FilterHtml data loss when iframe and/or textarea is allowed

Issue created by @luke.leber
Merge request !5919Toss an iframe in the initial configuration to throw monkey wrenches around. → (Closed) created by luke.leber
Comment over 1 year ago →
🇬🇧United Kingdom longwave UK
Republishing after discussion with @Luke.Leber and confirmation that there is no security issue here but a critical data loss bug that can be handled in public.
Comment over 1 year ago →
🇺🇸United States dslatkin
I discovered this issue on our own sites, too. I shared a bit of this on Slack, it seems to be caused in the core/modules/filter/src/Plugin/Filter/FilterHtml.php file's getHTMLRestrictions implementation. The $dom = Html::load($html); line uses the new HTML5 parser to convert the "allowed HTML tags" list into a deeply nested DOM data structure since the list has no closing tags. It then walks over the data structure and extracts tags and attribute names. Since iframes are not permitted to have any child content, the new parser drops any elements that would have been inside the iframe.

I found a couple short-term workarounds that worked:

Move the <iframe> tag to the end of the list, so it doesn't have any child content when it gets parsed by Html::load and avoid adding new tags that come after the iframe until the issue is fixed.

Close the <iframe> tag in the list so it becomes something like <iframe></iframe>. Drupal doesn't seem to encourage closing tags here, so using this workaround might cause a future issue.

Also, I'm not entirely sure, but I could imagine there being more elements than just the iframe that drop the child content. It's just that the iframe is one of the most common use cases with the HTML filter.
Comment over 1 year ago →
🇺🇸United States dslatkin
I discovered this issue on our own sites, too. I shared a bit of this on Slack, it seems to be caused in the core/modules/filter/src/Plugin/Filter/FilterHtml.php file's getHTMLRestrictions implementation. The $dom = Html::load($html); line uses the new HTML5 parser to convert the "allowed HTML tags" list into a deeply nested DOM data structure since the list has no closing tags. It then walks over the data structure and extracts tags and attribute names. Since iframes are not permitted to have any child content, the new parser drops any elements that would have been inside the iframe.

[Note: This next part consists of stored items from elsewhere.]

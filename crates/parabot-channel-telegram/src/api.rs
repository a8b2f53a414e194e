//! Telegram Bot API HTTP client.

use std::time::Duration;

use reqwest::Client;
use serde::Serialize;
use serde::de::DeserializeOwned;
use thiserror::Error;

use crate::types::{
    ApiResponse, BotInfo, GetUpdatesParams, SendMessageParams, SetMyCommandsParams, TgMessage,
    Update,
};

/// Request timeout; must stay above the long-poll timeout.
const HTTP_TIMEOUT: Duration = Duration::from_secs(60);

#[derive(Debug, Error)]
pub enum ApiError {
    /// The request never got a well-formed answer. The URL (which carries
    /// the bot token) is stripped from `source`.
    #[error("{method} request failed: {source}")]
    Transport {
        method: &'static str,
        #[source]
        source: reqwest::Error,
    },
    /// Telegram answered with `ok: false`.
    #[error("{method} failed: {description}")]
    Api {
        method: &'static str,
        description: String,
    },
    #[error("{0} returned no result")]
    EmptyResult(&'static str),
}

/// HTTP client for the Telegram Bot API.
pub struct TelegramApi {
    client: Client,
    base_url: String,
}

impl TelegramApi {
    /// Create a new API client with the given bot token.
    pub fn new(bot_token: &str) -> Result<Self, ApiError> {
        let client = Client::builder()
            .timeout(HTTP_TIMEOUT)
            .build()
            .map_err(|source| ApiError::Transport {
                method: "client",
                source,
            })?;
        Ok(Self {
            client,
            base_url: format!("https://api.telegram.org/bot{bot_token}"),
        })
    }

    #[cfg(test)]
    pub(crate) fn set_base_url(&mut self, url: &str) {
        self.base_url = url.to_string();
    }

    async fn call<P, R>(&self, method: &'static str, params: &P) -> Result<Option<R>, ApiError>
    where
        P: Serialize + ?Sized,
        R: DeserializeOwned,
    {
        let transport = |source: reqwest::Error| ApiError::Transport {
            method,
            source: source.without_url(),
        };
        let resp: ApiResponse<R> = self
            .client
            .post(format!("{}/{method}", self.base_url))
            .json(params)
            .send()
            .await
            .map_err(transport)?
            .json()
            .await
            .map_err(transport)?;

        if !resp.ok {
            return Err(ApiError::Api {
                method,
                description: resp.description.unwrap_or_else(|| "unknown error".into()),
            });
        }
        Ok(resp.result)
    }

    /// Verify the bot token by calling `getMe`.
    pub async fn get_me(&self) -> Result<BotInfo, ApiError> {
        self.call("getMe", &serde_json::json!({}))
            .await?
            .ok_or(ApiError::EmptyResult("getMe"))
    }

    /// Long-poll for updates.
    pub async fn get_updates(&self, params: &GetUpdatesParams) -> Result<Vec<Update>, ApiError> {
        Ok(self.call("getUpdates", params).await?.unwrap_or_default())
    }

    /// Register bot commands in the menu.
    pub async fn set_my_commands(&self, params: &SetMyCommandsParams) -> Result<(), ApiError> {
        self.call::<_, bool>("setMyCommands", params).await?;
        Ok(())
    }

    /// Send a text message.
    pub async fn send_message(&self, params: &SendMessageParams) -> Result<TgMessage, ApiError> {
        self.call("sendMessage", params)
            .await?
            .ok_or(ApiError::EmptyResult("sendMessage"))
    }
}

I found a couple short-term workarounds that worked:

Move the <iframe> tag to the end of the list, so it doesn't have any child content when it gets parsed by Html::load and avoid adding new tags that come after the iframe until the issue is fixed.

Close the <iframe> tag in the list so it becomes something like <iframe></iframe>. Drupal doesn't seem to encourage closing tags here, so using this workaround might cause a future issue.

Also, I'm not entirely sure, but I could imagine there being more elements than just the iframe that drop the child content. It's just that the iframe is one of the most common use cases with the HTML filter.
Comment over 1 year ago →
🇺🇸United States luke.leber Pennsylvania
FYI - <textarea> has the same effect here as <iframe> does.

That's the only other HTML5 element that I've found to be problematic. Like my comment in the test, it might be worth taking a "kitchen sink" approach with test coverage, given this is largely governed by a third party library nowadays.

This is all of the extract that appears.